Prior to genome annotation, transcripts were assembled by reference guided with the Trinity pipeline [19] followed by filtering criteria based on the redundancy, abundance, and quality of the assembly to reduce the number of potential spurious contigs. Redundancy was eliminated by clustering our assembled transcripts with highly similar contigs using CD-HIT-EST (v4.6) [20] at a nucleotide identity of 95%. Fewer than 3% of the Trinity transcripts were redundant and were therefore removed. Expression levels were detected using KALLISTO [21] in order to remove transcripts not expressed. After this first filtering step, between 76 and 81% of the assembled transcripts were retrieved for each sample (data not shown). The number of final non-redundant transcripts considered for downstream analysis such as functional annotation, was roughly 13 k for each genome. Using this subset, together with transcripts from CM334 and Zunla1, we annotated on average 47 k genes per sample (Table 4).

Table 4 Number of predicted genes, mRNAs and proteins in each genome

In addition, we found about 10,000 genes not annotated in the reference genome although they were similar to those reported for other Solanaceae such as Solanum tuberosum, S. pennellii and S. commersonii. The lowest number of genes (Table 4) was detected in PAP (46,096), while the highest in SIG (48,389). Proteomes were validated using BUSCO and three different databases (Eukaryote, Solanales and Viridiplantae) (Table S6). Overall, more than 90% of expected proteins were identified as complete in all three databases. High percentage of putative paralogues (10 to 20%), i.e., complete genes with more than one copy were also observed. The function attributed to each predicted protein was based on the results of Gene Ontology (GO) and histograms with the abundances of GO terms were drawn using wego2 (https://wego.genomics.cn/) (Fig. S3). Among biological processes (BP), cellular and metabolic processes (accounting more than 60% of the predicted genes) were the most enriched terms in all genomes. Similarly, catalytic activity and binding (~ 60% of the predicted genes) abounded among the molecular functions (MF), whereas cell and membrane functions were the most abundant within cellular ones (CF) (60% of the predicted genes).
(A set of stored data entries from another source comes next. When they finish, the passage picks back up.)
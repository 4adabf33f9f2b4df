//! # Filter Engine
//!
//! Derives the filtered view of the catalog from the current filter state.
//!
//! A record survives only if it passes every active predicate:
//! 1. Text: case-insensitive substring of title, abstract, authors or any tag.
//! 2. Category: its category is selected.
//! 3. Mission: at least one of its missions is selected.
//! 4. Date: its date lies inside the inclusive range.
//!
//! Inactive predicates (empty query, empty selection, unbounded range) pass
//! everything. Filtering is pure and stable: the output keeps source order and
//! nothing is mutated.

use crate::{Category, Mission, Record};
use chrono::{DateTime, NaiveDate};
use serde::{Deserialize, Serialize};
use std::collections::BTreeSet;

// =============================================================================
// DATE RANGE
// =============================================================================

/// Parse a date bound from user input.
///
/// Accepts `YYYY-MM-DD` or an RFC 3339 timestamp (time of day is dropped).
/// Blank or unparseable input yields `None`: the bound is treated as absent.
pub fn parse_date_bound(input: &str) -> Option<NaiveDate> {
    let trimmed = input.trim();
    if trimmed.is_empty() {
        return None;
    }
    NaiveDate::parse_from_str(trimmed, "%Y-%m-%d")
        .ok()
        .or_else(|| {
            DateTime::parse_from_rfc3339(trimmed)
                .ok()
                .map(|dt| dt.date_naive())
        })
}

/// Inclusive calendar-date range; either bound may be absent.
#[derive(Debug, Clone, Copy, Default, PartialEq, Eq, Serialize, Deserialize)]
pub struct DateRange {
    pub start: Option<NaiveDate>,
    pub end: Option<NaiveDate>,
}

impl DateRange {
    #[must_use]
    pub const fn new(start: Option<NaiveDate>, end: Option<NaiveDate>) -> Self {
        Self { start, end }
    }

    /// Build a range from raw input strings, see [`parse_date_bound`].
    #[must_use]
    pub fn parse(start: &str, end: &str) -> Self {
        Self {
            start: parse_date_bound(start),
            end: parse_date_bound(end),
        }
    }

    /// True when neither bound is set.
    #[must_use]
    pub const fn is_unbounded(&self) -> bool {
        self.start.is_none() && self.end.is_none()
    }

    #[must_use]
    pub fn contains(&self, date: NaiveDate) -> bool {
        self.start.is_none_or(|start| date >= start) && self.end.is_none_or(|end| date <= end)
    }
}

// =============================================================================
// FILTER STATE
// =============================================================================

/// The inputs of the filter engine.
///
/// Every field empty means "no filtering". An empty selection never means
/// "exclude all".
#[derive(Debug, Clone, Default, PartialEq, Eq, Serialize, Deserialize)]
#[serde(rename_all = "camelCase")]
pub struct FilterState {
    pub query_text: String,
    pub selected_categories: BTreeSet<Category>,
    pub selected_missions: BTreeSet<Mission>,
    pub date_range: DateRange,
}

impl FilterState {
    #[must_use]
    pub fn new() -> Self {
        Self::default()
    }

    /// True when every field holds its empty default.
    #[must_use]
    pub fn is_empty(&self) -> bool {
        self.query_text.is_empty() && !self.has_active_facets()
    }

    /// True when a category, mission or date bound is set.
    #[must_use]
    pub fn has_active_facets(&self) -> bool {
        !self.selected_categories.is_empty()
            || !self.selected_missions.is_empty()
            || !self.date_range.is_unbounded()
    }

    /// The lower-cased needle for the text predicate, if it is active.
    ///
    /// Activation looks at the trimmed query; matching uses the query as
    /// typed, so surrounding spaces are part of the needle.
    #[must_use]
    pub fn text_needle(&self) -> Option<String> {
        if self.query_text.trim().is_empty() {
            None
        } else {
            Some(self.query_text.to_lowercase())
        }
    }

    /// Apply this state to a record slice. See [`apply_filters`].
    #[must_use]
    pub fn apply<'a>(&self, records: &'a [Record]) -> Vec<&'a Record> {
        apply_filters(records, self)
    }
}

// =============================================================================
// PREDICATES
// =============================================================================

fn contains_folded(haystack: &str, needle: &str) -> bool {
    haystack.to_lowercase().contains(needle)
}

/// Text predicate. `needle` must already be lower-cased.
#[must_use]
pub fn matches_text(record: &Record, needle: &str) -> bool {
    contains_folded(&record.title, needle)
        || contains_folded(&record.abstract_text, needle)
        || contains_folded(&record.authors, needle)
        || record.tags.iter().any(|tag| contains_folded(tag, needle))
}

/// Category predicate.
///
/// Category identifiers are the normalized labels, so membership of the enum
/// value is membership of the normalized record type.
#[must_use]
pub fn matches_category(record: &Record, selected: &BTreeSet<Category>) -> bool {
    selected.contains(&record.category)
}

/// Mission predicate: non-empty intersection. A record without missions
/// never matches.
#[must_use]
pub fn matches_mission(record: &Record, selected: &BTreeSet<Mission>) -> bool {
    record.missions.iter().any(|m| selected.contains(m))
}

/// Date predicate.
#[must_use]
pub fn matches_date(record: &Record, range: &DateRange) -> bool {
    range.contains(record.date)
}

/// Derive the filtered view of `records`.
///
/// The result keeps the relative order of `records`. No ranking is applied.
#[must_use]
pub fn apply_filters<'a>(records: &'a [Record], state: &FilterState) -> Vec<&'a Record> {
    let needle = state.text_needle();

    records
        .iter()
        .filter(|r| needle.as_deref().is_none_or(|n| matches_text(r, n)))
        .filter(|r| {
            state.selected_categories.is_empty()
                || matches_category(r, &state.selected_categories)
        })
        .filter(|r| {
            state.selected_missions.is_empty() || matches_mission(r, &state.selected_missions)
        })
        .filter(|r| state.date_range.is_unbounded() || matches_date(r, &state.date_range))
        .collect()
}

// =============================================================================
// TESTS
// =============================================================================

#[cfg(test)]
mod tests {
    use super::*;
    use crate::{Catalog, RecordId};

    fn date(y: i32, m: u32, d: u32) -> NaiveDate {
        NaiveDate::from_ymd_opt(y, m, d).expect("valid date")
    }

    fn ids(records: &[&Record]) -> Vec<u64> {
        records.iter().map(|r| r.id.0).collect()
    }

    #[test]
    fn empty_state_returns_everything_in_order() {
        let catalog = Catalog::builtin();
        let state = FilterState::new();

        assert!(state.is_empty());
        assert_eq!(ids(&state.apply(catalog.records())), vec![1, 2, 3]);
    }

    #[test]
    fn whitespace_query_is_inactive() {
        let catalog = Catalog::builtin();
        let state = FilterState {
            query_text: "   ".to_string(),
            ..FilterState::default()
        };
        assert_eq!(state.text_needle(), None);
        assert_eq!(state.apply(catalog.records()).len(), 3);
    }

    #[test]
    fn text_matches_title_case_insensitively() {
        let catalog = Catalog::builtin();
        let state = FilterState {
            query_text: "RADIATION".to_string(),
            ..FilterState::default()
        };
        assert_eq!(ids(&state.apply(catalog.records())), vec![2]);
    }

    #[test]
    fn text_matches_authors_and_tags() {
        let catalog = Catalog::builtin();

        let by_author = FilterState {
            query_text: "torres".to_string(),
            ..FilterState::default()
        };
        assert_eq!(ids(&by_author.apply(catalog.records())), vec![3]);

        let by_tag = FilterState {
            query_text: "plant bio".to_string(),
            ..FilterState::default()
        };
        assert_eq!(ids(&by_tag.apply(catalog.records())), vec![1]);
    }

    #[test]
    fn text_does_not_search_journal() {
        let catalog = Catalog::builtin();
        let state = FilterState {
            query_text: "Task Book".to_string(),
            ..FilterState::default()
        };
        assert!(state.apply(catalog.records()).is_empty());
    }

    #[test]
    fn category_filter_selects_by_type() {
        let catalog = Catalog::builtin();
        let state = FilterState {
            selected_categories: [Category::OsdrData, Category::TaskBookGrants]
                .into_iter()
                .collect(),
            ..FilterState::default()
        };
        assert_eq!(ids(&state.apply(catalog.records())), vec![2, 3]);
    }

    #[test]
    fn mission_filter_needs_intersection() {
        let catalog = Catalog::builtin();
        let state = FilterState {
            selected_missions: [Mission::DeepSpace, Mission::Iss].into_iter().collect(),
            ..FilterState::default()
        };
        assert_eq!(ids(&state.apply(catalog.records())), vec![2, 3]);
    }

    #[test]
    fn record_without_missions_never_matches_mission_filter() {
        let records = vec![Record::new(
            RecordId(9),
            "Orphan",
            Category::ResearchPapers,
            date(2024, 1, 1),
        )];
        let state = FilterState {
            selected_missions: Mission::ALL.into_iter().collect(),
            ..FilterState::default()
        };
        assert!(state.apply(&records).is_empty());
    }

    #[test]
    fn date_range_is_inclusive() {
        let catalog = Catalog::builtin();
        let state = FilterState {
            date_range: DateRange::new(Some(date(2024, 6, 18)), Some(date(2024, 7, 22))),
            ..FilterState::default()
        };
        assert_eq!(ids(&state.apply(catalog.records())), vec![2, 3]);
    }

    #[test]
    fn open_ended_ranges() {
        let catalog = Catalog::builtin();

        let from = FilterState {
            date_range: DateRange::new(Some(date(2024, 7, 1)), None),
            ..FilterState::default()
        };
        assert_eq!(ids(&from.apply(catalog.records())), vec![1, 2]);

        let until = FilterState {
            date_range: DateRange::new(None, Some(date(2024, 7, 1))),
            ..FilterState::default()
        };
        assert_eq!(ids(&until.apply(catalog.records())), vec![3]);
    }

    #[test]
    fn unparseable_bounds_fail_open() {
        let range = DateRange::parse("not-a-date", "2024-13-45");
        assert!(range.is_unbounded());

        let catalog = Catalog::builtin();
        let state = FilterState {
            date_range: range,
            ..FilterState::default()
        };
        assert_eq!(state.apply(catalog.records()).len(), 3);
    }

    #[test]
    fn rfc3339_bound_ignores_time_of_day() {
        assert_eq!(
            parse_date_bound("2024-08-15T23:59:59Z"),
            Some(date(2024, 8, 15))
        );
        assert_eq!(parse_date_bound(" 2024-08-15 "), Some(date(2024, 8, 15)));
    }

    #[test]
    fn predicates_are_conjunctive() {
        let catalog = Catalog::builtin();
        let mut state = FilterState {
            selected_missions: [Mission::Mars].into_iter().collect(),
            ..FilterState::default()
        };
        assert_eq!(ids(&state.apply(catalog.records())), vec![1, 2]);

        state.query_text = "bone".to_string();
        assert!(state.apply(catalog.records()).is_empty());
    }

    #[test]
    fn filtering_does_not_mutate_inputs() {
        let catalog = Catalog::builtin();
        let before = catalog.clone();
        let state = FilterState {
            query_text: "mars".to_string(),
            ..FilterState::default()
        };
        let snapshot = state.clone();

        let first = ids(&state.apply(catalog.records()));
        let second = ids(&state.apply(catalog.records()));

        assert_eq!(first, second);
        assert_eq!(state, snapshot);
        assert_eq!(catalog, before);
    }
}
Repeat proportion across pepper genomes

We also estimated the repeat proportion in our genomes through clustering analysis in RepeatExplorer2 [22]. The repetitive fractions of the genomes of all species were mainly composed of Long Terminal Repeats (LTRs), although a high proportion of these elements remained unclassified (~ 13%). Among the LTRs, the majority of elements belonged to Gypsy superfamily. In particular, ~ 8% were classified as Tekay, a well-known family of Gypsy chromovirus, whereas Athila and Ogre families abounded within Ty3_Gypsy category. By contrast, the most abundant elements belonging to Copia Superfamily were TAR and Bianca. To get more insights into the evolution of the repetitive fraction in our samples, a comparative analysis was also employed. Interestingly, we observed that the abundancy of clusters was different among our samples. For example, as shown in Fig. S4, CL195, CL108, CL105 and CL145, which together made the Supercluster 23, showed higher abundance in CIL compared with the others. Similarly, CL223 showed a similar size in SIG and PAP compared to the other samples, suggesting a specific burst of different families in each genome.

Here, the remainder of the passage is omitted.